Morphology-Specific Peptide Discovery via Masked Conditional Generative Modeling
This addresses the challenge of designing biocompatible materials for biomedical and energy applications, though it appears incremental as it builds on existing datasets and methods.
The researchers tackled the problem of screening peptide sequences for specific self-assembly morphologies by introducing PepMorph, a pipeline that generates novel peptides prone to aggregate into fibrillar or spherical shapes with 83% accuracy in intended morphology generation.

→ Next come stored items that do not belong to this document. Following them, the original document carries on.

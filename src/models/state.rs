use crate::models::{aerodynamics, common::SimTime, constants::PhysicalConstants};

/// 1刻みごとの状態スナップショット
///
/// 積分ループだけが生成し、履歴に追加された後は変更しない。
#[derive(Debug, Clone, Copy, PartialEq)]
pub struct SimulationState {
    /// 経過時刻
    pub time: SimTime,
    /// 機体＋発射筒の慣性モーメント I
    pub moment_of_inertia: f64,
    /// 角加速度 ε
    pub angular_acceleration: f64,
    /// 角速度 ω
    pub angular_velocity: f64,
    /// 迎角 α
    pub attack_angle: f64,
    /// 昇降舵角 δ
    pub elevator_angle: f64,
    /// ロケット寄与を含む全ピッチングモーメント Mz
    pub aerodynamic_moment: f64,
    /// ロケット推力モーメント Mzp
    pub rocket_moment: f64,
    /// 燃焼中ロケットの速度 V
    pub rocket_velocity: f64,
    /// 燃焼中ロケットの変位 Lp
    pub rocket_displacement: f64,
    /// 燃焼を終えて離脱したロケット数
    pub launched_count: u32,
}

impl SimulationState {
    /// t=0 のトリム状態
    pub fn initial(constants: &PhysicalConstants, attack_angle: f64, moment_of_inertia: f64) -> Self {
        Self {
            time: SimTime::ZERO,
            moment_of_inertia,
            angular_acceleration: 0.0,
            angular_velocity: 0.0,
            attack_angle,
            elevator_angle: aerodynamics::trim_elevator_angle(constants, attack_angle),
            aerodynamic_moment: 0.0,
            rocket_moment: 0.0,
            rocket_velocity: 0.0,
            rocket_displacement: 0.0,
            launched_count: 0,
        }
    }
}
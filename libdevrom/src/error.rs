extern crate miette;
extern crate thiserror;

use std::path::PathBuf;

use miette::Diagnostic;
use thiserror::Error;

#[derive(Error, Diagnostic, Debug)]
pub enum MaskError {
    #[error("failed to read ROM image {path:?}")]
    #[diagnostic(code(libdevrom::source_read_error))]
    SourceRead {
        path: PathBuf,
        #[source]
        source: std::io::Error,
    },

    #[error("failed to write masked image {path:?}")]
    #[diagnostic(code(libdevrom::destination_write_error))]
    DestinationWrite {
        path: PathBuf,
        #[source]
        source: std::io::Error,
    },
}
use std::fs;
use std::path::Path;

use crate::error::MaskError;
use crate::{KEY, KEY_LENGTH};

/// Apply the fixed repeating key to a byte sequence
pub fn apply_key(data: &[u8]) -> Vec<u8> {
    apply_key_with(data, &KEY)
}

/// Apply a repeating 32-byte key to a byte sequence
pub fn apply_key_with(data: &[u8], key: &[u8; KEY_LENGTH]) -> Vec<u8> {
    data.iter()
        .zip(key.iter().cycle())
        .map(|(byte, key_byte)| byte ^ key_byte)
        .collect()
}

/// Read the full content of a ROM image
pub fn read_rom(path: impl AsRef<Path>) -> Result<Vec<u8>, MaskError> {
    let path = path.as_ref();

    let data = fs::read(path).map_err(|source| MaskError::SourceRead {
        path: path.to_path_buf(),
        source,
    })?;

    log::debug!("read {} bytes from {:?}", data.len(), path);
    Ok(data)
}

/// Write the full content of an image, creating or truncating the file
pub fn write_rom(path: impl AsRef<Path>, data: &[u8]) -> Result<(), MaskError> {
    let path = path.as_ref();

    fs::write(path, data).map_err(|source| MaskError::DestinationWrite {
        path: path.to_path_buf(),
        source,
    })?;

    log::debug!("wrote {} bytes to {:?}", data.len(), path);
    Ok(())
}

/// Mask a ROM image: read the whole source, apply the key, write the result.
///
/// The source is read completely before the destination is opened, so a
/// read failure never creates or modifies the destination.
pub fn encode_rom(
    source: impl AsRef<Path>,
    destination: impl AsRef<Path>,
) -> Result<usize, MaskError> {
    let rom = read_rom(source)?;
    let masked = apply_key(&rom);

    write_rom(destination.as_ref(), &masked)?;
    log::info!("masked {} bytes into {:?}", masked.len(), destination.as_ref());

    Ok(masked.len())
}

/// Recover a ROM image from a masked one.
///
/// The key stream is its own inverse, so this is the same pass as masking.
pub fn decode_rom(
    source: impl AsRef<Path>,
    destination: impl AsRef<Path>,
) -> Result<usize, MaskError> {
    let masked = read_rom(source)?;
    let rom = apply_key(&masked);

    write_rom(destination.as_ref(), &rom)?;
    log::info!("unmasked {} bytes into {:?}", rom.len(), destination.as_ref());

    Ok(rom.len())
}
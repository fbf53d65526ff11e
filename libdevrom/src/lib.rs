/// Masking key applied to the development ROM, cycled with wraparound
pub const KEY: [u8; 32] = [
    0xa1, 0x9b, 0xd8, 0xdd, 0x29, 0xf3, 0xa7, 0x77, 0xd7, 0x61, 0x9b, 0x4b, 0x72, 0x90, 0x45,
    0xc8, 0x4a, 0xea, 0x81, 0x93, 0xd5, 0xaf, 0x9a, 0x75, 0x2b, 0xec, 0x6c, 0xf7, 0xb7, 0x47,
    0x50, 0x4d,
];
/// Length of the masking key (in bytes)
pub const KEY_LENGTH: usize = 32;
/// Canonical path of the plain development ROM
pub const SOURCE_ROM: &str = "hello_world.nes";
/// Canonical path of the masked image
pub const ENCODED_ROM: &str = "devrom.bin";

mod error;
pub mod mask;

pub use error::MaskError;

#[cfg(test)]
mod tests;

Peptide self-assembly prediction offers a powerful bottom-up strategy for designing biocompatible, low-toxicity materials for large-scale synthesis in a broad range of biomedical and energy applications. However, screening the vast sequence space for categorization of aggregate morphology remains intractable. We introduce PepMorph, an end-to-end peptide discovery pipeline that generates novel sequences that are not only prone to aggregate but self-assemble into a specified fibrillar or spherical morphology. We compiled a new dataset by leveraging existing aggregation propensity datasets and extracting geometric and physicochemical isolated peptide descriptors that act as proxies for aggregate morphology. This dataset is then used to train a Transformer-based Conditional Variational Autoencoder with a masking mechanism, which generates novel peptides under arbitrary conditioning. After filtering to ensure design specifications and validation of generated sequences through coarse-grained molecular dynamics simulations, PepMorph yielded 83% accuracy in intended morphology generation, showcasing its promise as a framework for application-driven peptide discovery.